15Tout d’abord, il a pu constater par lui-même la menace que font peser sur les caravanes les nomades Kababish ou Bideyat qui vivent du pillage, mais qui sont tenus en échec par le défaut d’armes à feu. Mais d’autres tribus arabes, telles les Mahriya, font montre d’une activité plus pacifique, puisqu’ils font commerce de paniers d’osiers qu’ils confectionnent eux-mêmes. Les nomades Zaghawa sont déjà identifiés comme des colporteurs avisés et courageux, puisqu’ils n’hésitent pas à se rendre au cœur du désert, à Bir el-Malha, pour ravitailler les caravanes qui arrivent à court de vivres.

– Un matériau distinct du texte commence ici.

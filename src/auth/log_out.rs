//! The endpoint for signing out.

use axum::{
    extract::State,
    response::{IntoResponse, Redirect, Response},
};
use axum_extra::extract::PrivateCookieJar;

use crate::{
    auth::{
        cookie::{get_token_from_cookies, invalidate_auth_cookie},
        middleware::AuthState,
    },
    endpoints,
};

/// Destroy the current session and clear the auth cookie, then redirect to
/// the sign-in page.
///
/// Signing out also tears down the user's live feed (via the session hub), so
/// no stale mirror outlives the session.
pub async fn get_log_out(State(state): State<AuthState>, jar: PrivateCookieJar) -> Response {
    if let Ok(token) = get_token_from_cookies(&jar) {
        state.sessions.sign_out(token.user_id);
    }

    let jar = invalidate_auth_cookie(jar);

    (jar, Redirect::to(endpoints::LOG_IN_VIEW)).into_response()
}
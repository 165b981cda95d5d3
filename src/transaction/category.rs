//! The category lists offered in the add/edit forms and the dashboard
//! filter.
//!
//! These are suggestions for the form dropdowns, not an enforced invariant:
//! the store accepts any category string, so records written by older
//! versions of the app keep working.

use serde::{Deserialize, Serialize};

use crate::transaction::model::TransactionKind;

/// The categories offered when recording an income.
pub const INCOME_CATEGORIES: &[&str] = &["Salary", "Freelance", "Investment", "Other"];

/// The categories offered when recording an expense.
pub const EXPENSE_CATEGORIES: &[&str] = &[
    "Groceries",
    "Rent",
    "Utilities",
    "Transportation",
    "Entertainment",
    "Other",
];

/// The sentinel dropdown entry that disables category filtering.
pub const ALL_CATEGORIES: &str = "All";

/// The category dropdown for forms of the given kind.
pub fn categories_for(kind: TransactionKind) -> &'static [&'static str] {
    match kind {
        TransactionKind::Income => INCOME_CATEGORIES,
        TransactionKind::Expense => EXPENSE_CATEGORIES,
    }
}

/// The dashboard filter dropdown: "All" followed by every known category.
pub fn filter_options() -> Vec<&'static str> {
    let mut options = vec![ALL_CATEGORIES];
    options.extend(INCOME_CATEGORIES);
    let existing = options.clone();
    options.extend(
        EXPENSE_CATEGORIES
            .iter()
            .filter(|category| !existing.contains(category)),
    );

    options
}

/// A category filter: either the "All" sentinel or one exact category.
#[derive(Debug, Clone, PartialEq, Eq, Serialize, Deserialize)]
#[serde(from = "String", into = "String")]
pub enum CategoryFilter {
    /// Match every transaction.
    All,
    /// Match transactions with exactly this category.
    Category(String),
}

impl CategoryFilter {
    /// Whether a transaction with `category` passes the filter.
    pub fn matches(&self, category: &str) -> bool {
        match self {
            CategoryFilter::All => true,
            CategoryFilter::Category(wanted) => wanted == category,
        }
    }

    /// The dropdown value this filter renders as.
    pub fn as_str(&self) -> &str {
        match self {
            CategoryFilter::All => ALL_CATEGORIES,
            CategoryFilter::Category(category) => category,
        }
    }
}

impl Default for CategoryFilter {
    fn default() -> Self {
        CategoryFilter::All
    }
}

impl From<String> for CategoryFilter {
    fn from(value: String) -> Self {
        if value == ALL_CATEGORIES {
            CategoryFilter::All
        } else {
            CategoryFilter::Category(value)
        }
    }
}

impl From<CategoryFilter> for String {
    fn from(value: CategoryFilter) -> Self {
        value.as_str().to_owned()
    }
}

#[cfg(test)]
mod category_filter_tests {
    use super::{ALL_CATEGORIES, CategoryFilter, filter_options};

    #[test]
    fn all_matches_everything() {
        let filter = CategoryFilter::All;

        assert!(filter.matches("Salary"));
        assert!(filter.matches("Something the app has never heard of"));
    }

    #[test]
    fn category_matches_exactly() {
        let filter = CategoryFilter::Category("Rent".to_owned());

        assert!(filter.matches("Rent"));
        assert!(!filter.matches("rent"));
        assert!(!filter.matches("Groceries"));
    }

    #[test]
    fn parses_the_all_sentinel() {
        assert_eq!(CategoryFilter::from(ALL_CATEGORIES.to_owned()), CategoryFilter::All);
        assert_eq!(
            CategoryFilter::from("Rent".to_owned()),
            CategoryFilter::Category("Rent".to_owned())
        );
    }

    #[test]
    fn filter_options_start_with_all_and_dedupe_other() {
        let options = filter_options();

        assert_eq!(options[0], ALL_CATEGORIES);
        assert_eq!(
            options.iter().filter(|option| **option == "Other").count(),
            1
        );
    }
}
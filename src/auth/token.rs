//! The token carried in the auth cookie and how it is (de)serialized.

use serde::{Deserialize, Serialize};
use time::OffsetDateTime;

use crate::auth::UserID;

mod datetime_format {
    //! Serializes a [time::OffsetDateTime] in a custom format that survives
    //! midnight.
    //!
    //! The default serializer for [time::OffsetDateTime] will serialize
    //! "00:00:00.000000" as "0:00:00.0" and the deserializer would error out
    //! because it expects the hours to be two digits, not one.
    use serde::{Deserialize, Deserializer, Serializer};
    use time::{
        OffsetDateTime, format_description::BorrowedFormatItem, macros::format_description,
    };

    /// Date time format for the token expiry, e.g. "2021-01-01 00:00:00.000000 +00:00:00".
    const DATE_TIME_FORMAT: &[BorrowedFormatItem] = format_description!(
        "[year]-[month]-[day] [hour]:[minute]:[second].[subsecond] [offset_hour \
             sign:mandatory]:[offset_minute]:[offset_second]"
    );

    pub fn serialize<S>(dt: &OffsetDateTime, serializer: S) -> Result<S::Ok, S::Error>
    where
        S: Serializer,
    {
        let formatted = dt
            .format(DATE_TIME_FORMAT)
            .map_err(serde::ser::Error::custom)?;
        serializer.serialize_str(&formatted)
    }

    pub fn deserialize<'de, D>(deserializer: D) -> Result<OffsetDateTime, D::Error>
    where
        D: Deserializer<'de>,
    {
        let s = String::deserialize(deserializer)?;
        OffsetDateTime::parse(&s, DATE_TIME_FORMAT).map_err(serde::de::Error::custom)
    }
}

/// The signed-in user named by the auth cookie, plus when the claim stops
/// being valid.
#[derive(Serialize, Deserialize, Debug, PartialEq)]
pub struct Token {
    /// The user the cookie signs in.
    pub user_id: UserID,

    /// When the token stops being accepted, regardless of what the cookie's
    /// own expiry says.
    #[serde(
        serialize_with = "datetime_format::serialize",
        deserialize_with = "datetime_format::deserialize"
    )]
    pub expires_at: OffsetDateTime,
}

impl Token {
    /// Whether the token has expired as of `now`.
    pub fn has_expired(&self, now: OffsetDateTime) -> bool {
        self.expires_at <= now
    }
}
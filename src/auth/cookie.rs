//! Reading and writing the private auth cookie.

use axum_extra::extract::{
    PrivateCookieJar,
    cookie::{Cookie, SameSite},
};
use time::{Duration, OffsetDateTime};

use crate::{AuthError, auth::UserID, auth::token::Token};

pub const COOKIE_TOKEN: &str = "session_token";

/// How long a session lasts before the user has to sign in again.
pub const DEFAULT_COOKIE_DURATION: Duration = Duration::days(7);

/// Add an auth cookie to the cookie jar, signing in `user_id` for
/// `duration` from now.
///
/// Returns the cookie jar with the cookie added.
///
/// # Errors
/// Returns an [AuthError::InvalidToken] if the token cannot be serialized.
pub fn set_auth_cookie(
    jar: PrivateCookieJar,
    user_id: UserID,
    duration: Duration,
) -> Result<PrivateCookieJar, AuthError> {
    let expires_at = OffsetDateTime::now_utc() + duration;
    let token = Token {
        user_id,
        expires_at,
    };
    let token_string = serde_json::to_string(&token).map_err(|error| {
        tracing::error!("could not serialize auth token: {error}");
        AuthError::InvalidToken
    })?;

    Ok(jar.add(
        Cookie::build((COOKIE_TOKEN, token_string))
            .expires(expires_at)
            .http_only(true)
            .same_site(SameSite::Strict)
            .secure(true),
    ))
}

/// Set the auth cookie to an invalid value and set its max age to zero, which
/// should delete the cookie on the client side.
pub fn invalidate_auth_cookie(jar: PrivateCookieJar) -> PrivateCookieJar {
    jar.add(
        Cookie::build((COOKIE_TOKEN, "deleted"))
            .expires(OffsetDateTime::UNIX_EPOCH)
            .max_age(Duration::ZERO)
            .http_only(true)
            .same_site(SameSite::Strict)
            .secure(true),
    )
}

/// Parse the auth token out of the cookie jar.
///
/// # Errors
/// Returns a:
/// - [AuthError::CookieMissing] if there is no auth cookie,
/// - [AuthError::InvalidToken] if the cookie contents do not parse.
pub fn get_token_from_cookies(jar: &PrivateCookieJar) -> Result<Token, AuthError> {
    let cookie = jar.get(COOKIE_TOKEN).ok_or(AuthError::CookieMissing)?;

    serde_json::from_str(cookie.value_trimmed()).map_err(|_| AuthError::InvalidToken)
}

#[cfg(test)]
mod cookie_tests {
    use axum_extra::extract::{PrivateCookieJar, cookie::Key};
    use sha2::{Digest, Sha512};
    use time::{Duration, OffsetDateTime};

    use crate::{AuthError, auth::UserID};

    use super::{
        DEFAULT_COOKIE_DURATION, get_token_from_cookies, invalidate_auth_cookie, set_auth_cookie,
    };

    fn get_jar() -> PrivateCookieJar {
        let hash = Sha512::digest(b"foobar");
        let key = Key::from(&hash);

        PrivateCookieJar::new(key)
    }

    #[test]
    fn set_then_get_round_trips() {
        let user_id = UserID::new(1);

        let jar = set_auth_cookie(get_jar(), user_id, DEFAULT_COOKIE_DURATION).unwrap();
        let token = get_token_from_cookies(&jar).unwrap();

        assert_eq!(token.user_id, user_id);
        assert!(!token.has_expired(OffsetDateTime::now_utc()));
        assert!(token.has_expired(OffsetDateTime::now_utc() + Duration::days(8)));
    }

    #[test]
    fn get_fails_on_empty_jar() {
        let result = get_token_from_cookies(&get_jar());

        assert_eq!(result, Err(AuthError::CookieMissing));
    }

    #[test]
    fn invalidated_cookie_no_longer_parses() {
        let jar = set_auth_cookie(get_jar(), UserID::new(1), DEFAULT_COOKIE_DURATION).unwrap();

        let jar = invalidate_auth_cookie(jar);

        assert_eq!(get_token_from_cookies(&jar), Err(AuthError::InvalidToken));
    }
}
#![allow(missing_docs)]

//! Shared helpers for the crate's tests.

use axum::response::Response;
use rusqlite::Connection;
use scraper::Html;
use time::Date;

use crate::{
    auth::{NewUser, PasswordHash, UserID, create_user},
    store::TransactionDraft,
};

/// Insert a user and return their ID. The password hash is a placeholder;
/// use the register endpoint in tests that need to sign in for real.
pub(crate) fn create_test_user(connection: &Connection, email: &str) -> UserID {
    create_user(
        NewUser {
            email: email.to_owned(),
            display_name: "Ferris".to_owned(),
            photo_url: None,
            password_hash: Some(PasswordHash::new_unchecked("not a real hash")),
        },
        connection,
    )
    .expect("could not create test user")
    .id
}

/// A transaction draft with an empty description.
pub(crate) fn draft(date: Date, category: &str, amount: f64) -> TransactionDraft {
    TransactionDraft {
        date,
        category: category.to_owned(),
        amount,
        description: String::new(),
    }
}

/// Parse an HTML fragment response body.
pub(crate) fn parse_html_fragment(text: String) -> Html {
    Html::parse_fragment(&text)
}

/// Collect a response body into a string.
pub(crate) async fn body_text(response: Response) -> String {
    let body = axum::body::to_bytes(response.into_body(), usize::MAX)
        .await
        .expect("Could not get response body");

    String::from_utf8_lossy(&body).to_string()
}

16Le royaume est un État centralisé, dont la puissance repose sur le contrôle des routes caravanières et le trafic d’esclaves razziés dans les états voisins. La guerre y est un état permanent et le pouvoir très instable, soumis à la fortune des armes et aux querelles dynastiques. Des expéditions sont conduites pour ramener des esclaves du dar Fertit ou du dar Gulla au Sud, ou pour détourner des flux commerciaux, du Kordofan qui se trouve sur la route empruntée par les pèlerins vers La Mecque, ou point d’arrivée alternatif du commerce de l’Égypte, ou du Borgou et du Waddaï. Mais la guerre est aussi intestine et le rétablissement de l’ordre par les forces du Sultan lui est aussi une occasion de s’enrichir, comme le montre le règlement d’un différend entre Mahriya et Mahamid. Le sultan s’adonne lui-même au commerce, parfois contre l’intérêt de la classe des marchands ; mais il s’appuie, plus que sur les tribus guerrières à la loyauté incertaine, sur une armée d’esclaves et sur la caste des « foukkara ». Ces religieux à l’islam rigide, hostiles aux étrangers, luttent également contre la liberté de mœurs, voire la licence qui règnent ordinairement dans la population : le sultan rend périodiquement des édits contre la consommation de « bouza » et de « mérisé », les bières de mil, encore prisées aujourd’hui, et qui font partie de la diète quotidienne ; mais il note que (comme sous le régime islamiste actuel) « les opulents coupables échappèrent, suivant l’usage, à la punition qui atteignait les autres » (p. 211). Ces foukkaras, souvent pérégrins venus d’Afrique de l’Ouest, sont ignorants et n’aident pas plus que les commerçants à ouvrir le royaume sur le monde extérieur : Kobbé, la plus grande cité, qui compte environ 6000 habitants, n’abrite que trois ou quatre écoles coraniques (« maktab ») et si le vieil imam en fonction lors de son arrivée avait étudié à Al-Azhar, ce n’est pas le cas de son successeur, ignorant, dépravé et corrompu, selon les dires de notre auteur.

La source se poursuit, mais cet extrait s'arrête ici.